Infinity, Finitude, and the Good

Plato and Aristotle both attribute great significance to the reality, goodness, and importance for reasoning of limits. Aristotle staunchly opposes assertions of really existing infinity, or of an infinite regress of reasons.

(Despite the opinions of some mathematicians, all that modern mathematics truly requires is “potential” infinity — the ability to construct something arbitrarily large or small through arbitrarily many definite acts of extending, dividing, or whatever of some definite thing. This is consistent, for instance, with the modern grounding of the infinities of calculus in analysis based on the concept of limits. On the frontiers of mathematical research, homotopy type theory and univalent foundations allow the most extravagant “classical” mathematics of higher infinities to be expressed in terms of definite constructions.)

Aristotle’s position on this is closely tied to his central concepts of ends and the good (see also Aristotle on Explanation).

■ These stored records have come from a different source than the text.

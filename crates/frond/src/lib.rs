//! Frond: a retained-mode UI engine.
//!
//! A tree of widget nodes measures and arranges itself, routes pointer and
//! keyboard input to the right node, and paints into a pixel buffer once per
//! frame.
//!
//! # Quick Start
//!
//! The main entry points are:
//! - [`Scene`] - The scene root and frame loop
//! - [`Widget`] - The trait implemented by all widgets
//! - [`Signal`] - Typed callbacks widgets use to publish state changes
//!
//! # Module Organization
//!
//! - [`geom`] - Geometry primitives (Rect, Point, Expanse, etc.)
//! - [`layout`] - Constraints and flex arithmetic
//! - [`widgets`] - Built-in widget implementations

#![warn(missing_docs)]

mod core;

// Public modules
pub mod geom;
pub mod layout;
pub mod prelude;
pub mod widget;
pub mod widgets;

#[cfg(any(test, feature = "testing"))]
pub use core::testing;
// Re-export core types
pub use core::{Context, Core, NodeId, Scene, TypedId, ViewContext};
pub use core::{
    canvas, color, config, dump, error, event, font, logging, node, router, signal, state,
};

pub use canvas::Canvas;
pub use color::Color;
pub use signal::Signal;
pub use widget::{Element, EventOutcome, Widget, WidgetExt};
use std::any::{Any, type_name};

use tracing::warn;

use crate::{
    core::{
        config::SceneConfig,
        font::FontBackend,
        id::{NodeId, TypedId},
        world::Core,
    },
    error::{Error, Result},
    geom::{Point, Rect},
    widget::{Element, Widget},
};

/// Read-only view of the scene from the perspective of one node.
pub trait ViewContext {
    /// The node this context is bound to.
    fn node_id(&self) -> NodeId;

    /// A node's assigned rectangle, if it exists.
    fn node_rect(&self, node: NodeId) -> Option<Rect>;

    /// This node's assigned rectangle.
    fn rect(&self) -> Rect {
        self.node_rect(self.node_id()).unwrap_or_default()
    }

    /// Children of a node, in paint order.
    fn children_of(&self, node: NodeId) -> Vec<NodeId>;

    /// Children of this node.
    fn children(&self) -> Vec<NodeId> {
        self.children_of(self.node_id())
    }

    /// Parent of a node.
    fn parent_of(&self, node: NodeId) -> Option<NodeId>;

    /// Pointer position from the current input sample.
    fn pointer(&self) -> Point;

    /// The hovered node.
    fn hovered(&self) -> Option<NodeId>;

    /// The pressed node.
    fn pressed(&self) -> Option<NodeId>;

    /// The focused node.
    fn focused(&self) -> Option<NodeId>;

    /// Is this node hovered?
    fn is_hovered(&self) -> bool {
        self.hovered() == Some(self.node_id())
    }

    /// Is this node pressed?
    fn is_pressed(&self) -> bool {
        self.pressed() == Some(self.node_id())
    }

    /// Does this node hold focus?
    fn is_focused(&self) -> bool {
        self.focused() == Some(self.node_id())
    }

    /// The scene font.
    fn font(&self) -> &dyn FontBackend;

    /// The scene configuration.
    fn config(&self) -> &SceneConfig;
}

/// Mutable access to the scene, handed to event handlers and signal slots.
pub trait Context: ViewContext {
    /// Run a closure with mutable access to a widget and a context bound to
    /// it. Fails with [`Error::Reentrant`] if the widget is already borrowed,
    /// which is always the case for the widget currently handling an event.
    fn with_widget_mut(
        &mut self,
        node: NodeId,
        f: &mut dyn FnMut(&mut dyn Widget, &mut dyn Context) -> Result<()>,
    ) -> Result<()>;

    /// Add a detached widget node.
    fn add(&mut self, widget: Box<dyn Widget>) -> NodeId;

    /// Add a detached subtree.
    fn build(&mut self, element: Element) -> NodeId;

    /// Attach a detached node as the last child of `parent`.
    fn mount_child_to(&mut self, parent: NodeId, child: NodeId) -> Result<()>;

    /// Remove a node and its subtree. Hover, press and focus references into
    /// the subtree are cleared.
    fn remove(&mut self, node: NodeId) -> Result<()>;

    /// Hide or show a node. Returns true if visibility changed.
    fn set_hidden(&mut self, node: NodeId, hidden: bool) -> bool;

    /// Request a full relayout before the next paint.
    fn invalidate(&mut self);

    /// Drop focus if this node holds it. No focus event is delivered; the
    /// caller updates its own state. Returns true if focus was held.
    fn release_focus(&mut self) -> bool;
}

impl dyn Context + '_ {
    /// Borrow the widget at `node` as a `W` for the duration of `f`.
    pub fn with_widget<W, R>(
        &mut self,
        node: NodeId,
        mut f: impl FnMut(&mut W, &mut dyn Context) -> R,
    ) -> Result<R>
    where
        W: Widget,
    {
        let mut output = None;
        self.with_widget_mut(node, &mut |widget, ctx| {
            let any = widget as &mut dyn Any;
            let widget = any.downcast_mut::<W>().ok_or_else(|| {
                Error::Invalid(format!("expected widget type {}", type_name::<W>()))
            })?;
            output = Some(f(widget, ctx));
            Ok(())
        })?;
        output.ok_or_else(|| Error::Internal("widget closure did not run".into()))
    }

    /// Like [`with_widget`](Self::with_widget), for a typed handle.
    pub fn with_typed<W, R>(
        &mut self,
        node: TypedId<W>,
        f: impl FnMut(&mut W, &mut dyn Context) -> R,
    ) -> Result<R>
    where
        W: Widget,
    {
        self.with_widget(node.into(), f)
    }

    /// Add a widget as a child of this node.
    pub fn add_child(&mut self, child: impl Into<Element>) -> Result<NodeId> {
        let parent = self.node_id();
        self.add_child_to(parent, child)
    }

    /// Add a widget as a child of a specific parent. If the parent cannot
    /// take the child, the freshly built subtree is removed again.
    pub fn add_child_to(&mut self, parent: NodeId, child: impl Into<Element>) -> Result<NodeId> {
        let id = self.build(child.into());
        if let Err(e) = self.mount_child_to(parent, id) {
            if let Err(cleanup) = self.remove(id) {
                warn!(?id, %cleanup, "could not discard unmounted subtree");
            }
            return Err(e);
        }
        Ok(id)
    }
}

/// Mutable scene access scoped to one node, used during dispatch.
pub struct CoreContext<'a> {
    /// Core state reference.
    core: &'a mut Core,
    /// The node events are being delivered to.
    node_id: NodeId,
}

impl<'a> CoreContext<'a> {
    /// Bind a context to `node_id`.
    pub fn new(core: &'a mut Core, node_id: NodeId) -> Self {
        Self { core, node_id }
    }
}

impl ViewContext for CoreContext<'_> {
    fn node_id(&self) -> NodeId {
        self.node_id
    }

    fn node_rect(&self, node: NodeId) -> Option<Rect> {
        self.core.rect(node)
    }

    fn children_of(&self, node: NodeId) -> Vec<NodeId> {
        self.core.children(node)
    }

    fn parent_of(&self, node: NodeId) -> Option<NodeId> {
        self.core.parent(node)
    }

    fn pointer(&self) -> Point {
        self.core.input.pointer()
    }

    fn hovered(&self) -> Option<NodeId> {
        self.core.input.hovered()
    }

    fn pressed(&self) -> Option<NodeId> {
        self.core.input.pressed()
    }

    fn focused(&self) -> Option<NodeId> {
        self.core.input.focused()
    }

    fn font(&self) -> &dyn FontBackend {
        self.core.font()
    }

    fn config(&self) -> &SceneConfig {
        &self.core.config
    }
}

impl Context for CoreContext<'_> {
    fn with_widget_mut(
        &mut self,
        node: NodeId,
        f: &mut dyn FnMut(&mut dyn Widget, &mut dyn Context) -> Result<()>,
    ) -> Result<()> {
        self.core.layout_dirty = true;
        self.core.with_widget_mut(node, |widget, core| {
            let mut ctx = CoreContext::new(core, node);
            f(widget, &mut ctx)
        })?
    }

    fn add(&mut self, widget: Box<dyn Widget>) -> NodeId {
        self.core.add(widget)
    }

    fn build(&mut self, element: Element) -> NodeId {
        self.core.build(element)
    }

    fn mount_child_to(&mut self, parent: NodeId, child: NodeId) -> Result<()> {
        self.core.attach(parent, child)
    }

    fn remove(&mut self, node: NodeId) -> Result<()> {
        self.core.remove_subtree(node)
    }

    fn set_hidden(&mut self, node: NodeId, hidden: bool) -> bool {
        self.core.set_hidden(node, hidden)
    }

    fn invalidate(&mut self) {
        self.core.layout_dirty = true;
    }

    fn release_focus(&mut self) -> bool {
        if self.core.input.focused() == Some(self.node_id) {
            self.core.input.focused = None;
            return true;
        }
        false
    }
}

/// Read-only context used while painting.
pub struct CoreView<'a> {
    /// Core state reference.
    core: &'a Core,
    /// Node bound to this view.
    node_id: NodeId,
}

impl<'a> CoreView<'a> {
    /// Bind a view to `node_id`.
    pub fn new(core: &'a Core, node_id: NodeId) -> Self {
        Self { core, node_id }
    }
}

impl ViewContext for CoreView<'_> {
    fn node_id(&self) -> NodeId {
        self.node_id
    }

    fn node_rect(&self, node: NodeId) -> Option<Rect> {
        self.core.rect(node)
    }

    fn children_of(&self, node: NodeId) -> Vec<NodeId> {
        self.core.children(node)
    }

    fn parent_of(&self, node: NodeId) -> Option<NodeId> {
        self.core.parent(node)
    }

    fn pointer(&self) -> Point {
        self.core.input.pointer()
    }

    fn hovered(&self) -> Option<NodeId> {
        self.core.input.hovered()
    }

    fn pressed(&self) -> Option<NodeId> {
        self.core.input.pressed()
    }

    fn focused(&self) -> Option<NodeId> {
        self.core.input.focused()
    }

    fn font(&self) -> &dyn FontBackend {
        self.core.font()
    }

    fn config(&self) -> &SceneConfig {
        &self.core.config
    }
}
//! Core types: arena, contexts, routing, painting and the scene root.

/// Pixel buffer and drawing primitives.
pub mod canvas;
/// ARGB colors.
pub mod color;
/// Scene configuration.
pub mod config;
/// Core context traits and implementations.
pub mod context;
/// Debug dump utilities.
pub mod dump;
/// Core error types.
pub mod error;
/// Input samples and routed events.
pub mod event;
/// Font backends.
pub mod font;
/// Node ID types.
pub mod id;
/// Logging setup.
pub mod logging;
/// Node data.
pub mod node;
/// Pointer and keyboard routing.
pub mod router;
/// The scene root and frame loop.
pub mod scene;
/// Signal/slot channels.
pub mod signal;
/// Shared node name types.
pub mod state;
/// Testing utilities.
#[cfg(any(test, feature = "testing"))]
pub mod testing;
/// The node arena and layout engine.
pub mod world;

pub use context::{Context, ViewContext};
pub use id::{NodeId, TypedId};
pub use scene::Scene;
pub use world::Core;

“And since that for the sake of which something is is an end, and this sort of thing is what is not for the sake of anything else, but they are for the sake of it, then if there is any such last thing, there will not be an infinity, but if there is no such thing, there will be nothing for the sake of which it is. But those who make there be an infinite are unaware that they abolish the nature of the good. (Yet no one would make an effort to do anything if he were not going to come to a limit.) And there would not be intelligence among beings; for what has intelligence always acts for the sake of something, and this is a limit” (Metaphysics book II chapter 2, Sachs tr., p. 31).

This is also central to his argument for the existence of a first cause.

The emphasis on a kind of finitude here should not be taken to imply any dogmatic attachment to particular formulations or representations, such as Hegel for instance objected to. In the following chapter, in part echoing the beginning of the Nicomachean Ethics, Aristotle notes, “Some people expect everything to be said with precision, while others are annoyed by precision, either because they can’t keep the connections straight or because of its hairsplitting pettiness. For precision does have something of this sort about it, so that, just as in business agreements, so also in reasoning it seems to people to be ungenerous. For this reason one must have been trained in how one ought to receive each kind of argument, since it is absurd to be searching at the same time for knowledge and for the direction to knowledge; and it is not possible to get either of the two easily” (pp. 32-33).

“Courses of lectures go along with one’s habits; for in the way that we are accustomed, in that way we think it fitting for something to be said, and what departs from this does not seem the same, but through lack of acquaintance seems too obscure and alien. For we are used to what is familiar. And what great strength the customary has, the laws show, in which mythical and childish things are of greater strength than knowing about them, because of custom” (p. 32).

This last remark clearly shows that Aristotle’s emphasis on the shareability and actual sharedness of values does not at all mean he assumes that what is held to be authoritative by one’s own community or society is always right. Unlike Socrates, who after his eloquent defense meekly accepted his city’s ignorant condemnation, Aristotle at one point fled Athens “lest the Athenians sin against philosophy twice”. This lesson is crucial to the understanding of Hegel as well.